//! Per-pipeline write locks.
//!
//! The scheduler tick and agent report handlers both read-modify-write whole
//! pipeline records. Holding the pipeline's lock across that sequence keeps
//! one writer from silently overwriting another's job updates.

use std::collections::HashMap;
use std::sync::Arc;
use talon_core::ids::PipelineId;
use tokio::sync::{Mutex, OwnedMutexGuard};

#[derive(Debug, Default)]
pub struct PipelineLocks {
    locks: Mutex<HashMap<PipelineId, Arc<Mutex<()>>>>,
}

impl PipelineLocks {
    pub fn new() -> Self {
        Self::default()
    }

    /// Wait for exclusive access to `id`.
    pub async fn lock(&self, id: PipelineId) -> OwnedMutexGuard<()> {
        let lock = {
            let mut locks = self.locks.lock().await;
            locks.entry(id).or_default().clone()
        };
        lock.lock_owned().await
    }

    /// Drop the lock entry of a pipeline that no longer needs scheduling.
    pub async fn forget(&self, id: PipelineId) {
        self.locks.lock().await.remove(&id);
    }

    #[cfg(test)]
    pub(crate) async fn tracked(&self) -> usize {
        self.locks.lock().await.len()
    }
}

#[cfg(test)]
mod tests {
    use super::*;
    use std::time::Duration;

    #[tokio::test]
    async fn test_same_pipeline_is_exclusive() {
        let locks = Arc::new(PipelineLocks::new());
        let id = PipelineId::new();

        let guard = locks.lock(id).await;
        let contender = {
            let locks = locks.clone();
            tokio::spawn(async move {
                let _g = locks.lock(id).await;
            })
        };

        tokio::time::sleep(Duration::from_millis(20)).await;
        assert!(!contender.is_finished());

        drop(guard);
        contender.await.unwrap();
    }

    #[tokio::test]
    async fn test_different_pipelines_do_not_block() {
        let locks = PipelineLocks::new();
        let _a = locks.lock(PipelineId::new()).await;
        let _b = locks.lock(PipelineId::new()).await;
    }

    #[tokio::test]
    async fn test_forget_drops_entry() {
        let locks = PipelineLocks::new();
        let id = PipelineId::new();
        drop(locks.lock(id).await);
        assert_eq!(locks.tracked().await, 1);

        locks.forget(id).await;
        assert_eq!(locks.tracked().await, 0);
    }
}
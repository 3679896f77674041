//! Agent types.

use crate::ids::{AgentId, JobId};
use chrono::{DateTime, Utc};
use serde::{Deserialize, Serialize};
use std::collections::BTreeSet;

/// A remote execution agent as seen by the server.
///
/// `connected` and `last_reported_time` are driven by heartbeats,
/// `assigned` and `running` by the scheduler and the agent's own job reports.
#[derive(Debug, Clone, PartialEq, Eq, Serialize, Deserialize)]
pub struct Agent {
    pub id: AgentId,
    pub name: String,
    pub connected: bool,
    pub enabled: bool,
    pub running: bool,
    pub assigned: bool,
    /// The job behind `assigned`/`running`, if any.
    #[serde(default)]
    pub current_job_id: Option<JobId>,
    /// Capability tags advertised by the agent.
    #[serde(default)]
    pub resources: BTreeSet<String>,
    pub last_reported_time: Option<DateTime<Utc>>,
    pub registered_at: DateTime<Utc>,
    /// Optimistic concurrency token, bumped by the store on every write.
    #[serde(default)]
    pub version: u64,
}

impl Agent {
    /// A freshly registered agent: connected, enabled and idle.
    pub fn new(name: impl Into<String>, resources: impl IntoIterator<Item = String>) -> Self {
        let now = Utc::now();
        Self {
            id: AgentId::new(),
            name: name.into(),
            connected: true,
            enabled: true,
            running: false,
            assigned: false,
            current_job_id: None,
            resources: resources.into_iter().collect(),
            last_reported_time: Some(now),
            registered_at: now,
            version: 0,
        }
    }

    /// Whether the agent holds a job (assigned or executing).
    pub fn is_busy(&self) -> bool {
        self.assigned || self.running
    }

    /// Whether every tag in `required` is advertised by this agent.
    pub fn has_resources(&self, required: &BTreeSet<String>) -> bool {
        required.is_subset(&self.resources)
    }
}

/// Registration payload delivered by the transport layer.
#[derive(Debug, Clone, Serialize, Deserialize)]
pub struct AgentRegistration {
    pub name: String,
    #[serde(default)]
    pub resources: Vec<String>,
    #[serde(default = "default_enabled")]
    pub enabled: bool,
}

fn default_enabled() -> bool {
    true
}

#[derive(Debug, Clone, Copy, PartialEq, Eq, Serialize, Deserialize)]
#[serde(rename_all = "snake_case")]
pub enum DisconnectReason {
    Timeout,
    Deregistered,
}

# # #

Take from the entries every line that has the string "Duration".

■ YOUR RESPONSE
    use std::time::Duration;
        tokio::time::sleep(Duration::from_millis(20)).await;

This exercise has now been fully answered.